Today’s fixed income allocators face a variety of challenges: still-low interest rates, tight credit spreads, increased market fragility, and ever-present liquidity concerns. Growing investor liabilities and spending needs demand reliable fixed income diversification and a more consistent portfolio return profile.
We believe investors can benefit from having an “all-weather” credit portfolio composed of multiple building blocks.
We believe an outcome-oriented, “all-weather” credit (AWC) approach that encompasses public, private, and alternative credit investments may help allocators meet these challenges and navigate a wide range of economic and market environments, including unexpected cycles and bouts of volatility. In our view, such an approach to credit investing can enable investors to potentially earn attractive total returns during periods of tight spreads, while remaining positioned to take advantage of market dislocations, exogenous shocks, and shifts in the credit cycle — in short, a durable credit portfolio that is robust and resilient enough to “weather” the inevitable ups and downs of credit investing.

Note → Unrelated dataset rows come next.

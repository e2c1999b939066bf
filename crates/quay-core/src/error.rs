//! Error types for the resolution core.
//!
//! Resolution results are memoized, including failures, so every error here
//! is cloneable; causes from I/O, git, and JSON parsing are captured as
//! messages rather than source chains.

use std::io;
use std::path::PathBuf;

use thiserror::Error;

use crate::version::Version;

/// Result alias used throughout the crate.
pub type QuayResult<T> = std::result::Result<T, QuayError>;

/// The canonical error type of the resolution core.
#[derive(Error, Debug, Clone, PartialEq, Eq)]
pub enum QuayError {
    /// A filesystem call failed. The `kind` is preserved so callers can
    /// distinguish a missing file from other failures.
    #[error("filesystem call {op} failed for {}: {message}", .path.display())]
    FilesystemCall {
        op: &'static str,
        path: PathBuf,
        kind: io::ErrorKind,
        message: String,
    },

    /// A version database file did not parse.
    #[error("failed to parse version database {origin}: {message}")]
    VersionsFileParse { origin: String, message: String },

    /// A version database file's `.json` extension is not lowercase.
    #[error("the version database file {} must have a lowercase .json extension", .path.display())]
    JsonFileMissingExtension { path: PathBuf },

    /// A version database file is not named after a valid port.
    #[error("the version database file {} is not named after a valid port", .path.display())]
    InvalidPortVersionFileName { path: PathBuf },

    /// A baseline file did not parse.
    #[error("failed to parse baseline {origin}: {message}")]
    BaselineParse { origin: String, message: String },

    /// A baseline file parsed but has no entry under the expected key.
    #[error("the baseline at {origin} does not contain a \"default\" field")]
    BaselineMissingDefault { origin: String },

    /// A git registry's baseline file could not be located at its commit.
    #[error("could not find a baseline for {repo} at {commit}: {message}")]
    CouldNotFindBaseline {
        repo: String,
        commit: String,
        message: String,
    },

    /// A `$/`-relative version database locator was malformed.
    #[error("invalid registry path {path}: {reason}")]
    InvalidRegistryPath { path: String, reason: String },

    /// A port directory did not parse as a port.
    #[error("failed to load port from {}: {message}", .path.display())]
    RecipeParse { path: PathBuf, message: String },

    /// No registry knows this port at all.
    #[error("the port {port} does not exist")]
    PortNotFound { port: String },

    /// The selected registry has no baseline entry for this port.
    #[error("the port {port} is not in the baseline")]
    PortNotInBaseline { port: String },

    /// No registry pattern matched and there is no default registry.
    #[error("no registry is configured for the port {port}")]
    NoRegistryForPort { port: String },

    /// A loaded recipe disagrees with the `(name, version)` it was loaded for.
    #[error("{}: expected {expected} but the port declares {actual}", .path.display())]
    VersionSpecMismatch {
        path: PathBuf,
        expected: String,
        actual: String,
    },

    /// A registry port directory declares a name other than its own.
    #[error("{}: the port is named {actual}, expected {expected}", .path.display())]
    UnexpectedPortName {
        expected: String,
        actual: String,
        path: PathBuf,
    },

    /// An overlay's `<overlay>/<name>` directory declares a different name.
    #[error("{}: the port {actual} does not match the overlay name {expected}", .path.display())]
    MismatchedOverlayName {
        expected: String,
        actual: String,
        path: PathBuf,
    },

    /// An overlay directory does not exist or is not a directory.
    #[error("the overlay {} is not a directory", .path.display())]
    OverlayNotADirectory { path: PathBuf },

    /// The builtin registry was configured without a baseline but one is
    /// required in this mode.
    #[error("the builtin registry requires a baseline in this configuration")]
    RegistryRequiresBaseline,

    /// A git registry's baseline identifier is not a commit sha.
    #[error("the git registry {repo} must have a commit sha baseline; its current head is {commit}")]
    GitRegistryMustHaveBaseline { repo: String, commit: String },

    /// A git fetch against a remote registry failed.
    #[error("failed to fetch {repo}: {message}")]
    GitFetchFailed { repo: String, message: String },

    /// Extracting or checking out a git tree failed.
    #[error("failed to check out {what}: {message}")]
    GitCheckoutFailed { what: String, message: String },

    /// Reading a file at `commit:path` from a git repository failed.
    #[error("git show {what} failed: {message}")]
    GitShowFailed { what: String, message: String },

    /// The registry's commit does not carry a versions database.
    #[error("{repo} does not have a versions database at {commit}: {message}")]
    NoVersionsAtCommit {
        repo: String,
        commit: String,
        message: String,
    },

    /// The version database for a port has no entry for the requested version.
    #[error("{}", format_version_entry_missing(.port, .version, .known))]
    VersionNotInDatabase {
        port: String,
        version: Version,
        known: Vec<Version>,
    },

    /// A registry configuration is invalid.
    #[error("invalid registry configuration: {message}")]
    Config { message: String },

    /// A deeper error annotated with context, keeping the cause intact.
    #[error("{inner}\nnote: {note}")]
    Noted { note: String, inner: Box<QuayError> },
}

impl QuayError {
    /// Wrap this error with a `note:` line, preserving the original.
    pub fn note(self, note: impl Into<String>) -> QuayError {
        QuayError::Noted {
            note: note.into(),
            inner: Box::new(self),
        }
    }

    /// True when this is a filesystem not-found error, which several loaders
    /// treat as "no data" rather than a failure.
    pub fn is_file_not_found(&self) -> bool {
        matches!(
            self,
            QuayError::FilesystemCall {
                kind: io::ErrorKind::NotFound,
                ..
            }
        )
    }
}

fn format_version_entry_missing(port: &str, version: &Version, known: &[Version]) -> String {
    let mut msg = format!("no version database entry for {port}@{version}");
    if !known.is_empty() {
        msg.push_str("; known versions:");
        for v in known {
            msg.push_str("\n  ");
            msg.push_str(&v.to_string());
        }
    }
    msg
}

#[cfg(test)]
mod tests {
    use super::*;

    #[test]
    fn test_note_preserves_inner_message() {
        let err = QuayError::PortNotFound {
            port: "zlib".to_string(),
        }
        .note("while loading port version zlib@1.3");

        let text = err.to_string();
        assert!(text.starts_with("the port zlib does not exist"));
        assert!(text.contains("note: while loading port version zlib@1.3"));
    }

    #[test]
    fn test_file_not_found_detection() {
        let missing = QuayError::FilesystemCall {
            op: "read_contents",
            path: PathBuf::from("/nope"),
            kind: io::ErrorKind::NotFound,
            message: "no such file".to_string(),
        };
        assert!(missing.is_file_not_found());

        let denied = QuayError::FilesystemCall {
            op: "read_contents",
            path: PathBuf::from("/secret"),
            kind: io::ErrorKind::PermissionDenied,
            message: "denied".to_string(),
        };
        assert!(!denied.is_file_not_found());
    }

    #[test]
    fn test_version_entry_missing_lists_known_versions() {
        let err = QuayError::VersionNotInDatabase {
            port: "curl".to_string(),
            version: Version::new("8.0.0", 0),
            known: vec![Version::new("7.88.1", 1), Version::new("8.1.2", 0)],
        };
        let text = err.to_string();
        assert!(text.contains("curl@8.0.0"));
        assert!(text.contains("7.88.1#1"));
        assert!(text.contains("8.1.2"));
    }
}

How to design and construct such a portfolio? By using the building blocks of diversified public credit, private credit, and long/short credit, we believe asset owners can most effectively capture the greatest risk premia1 in the most predictable fashion throughout the different stages of the credit cycle. This is important because credit investing, by definition, seeks to achieve total returns by harnessing risk and (at times) liquidity premia — spreads and returns that are higher, ideally meaningfully higher, than realized losses. These premia are dynamic by nature, moving through various credit sectors and frequently changing in scope and scale over time (Figure 1).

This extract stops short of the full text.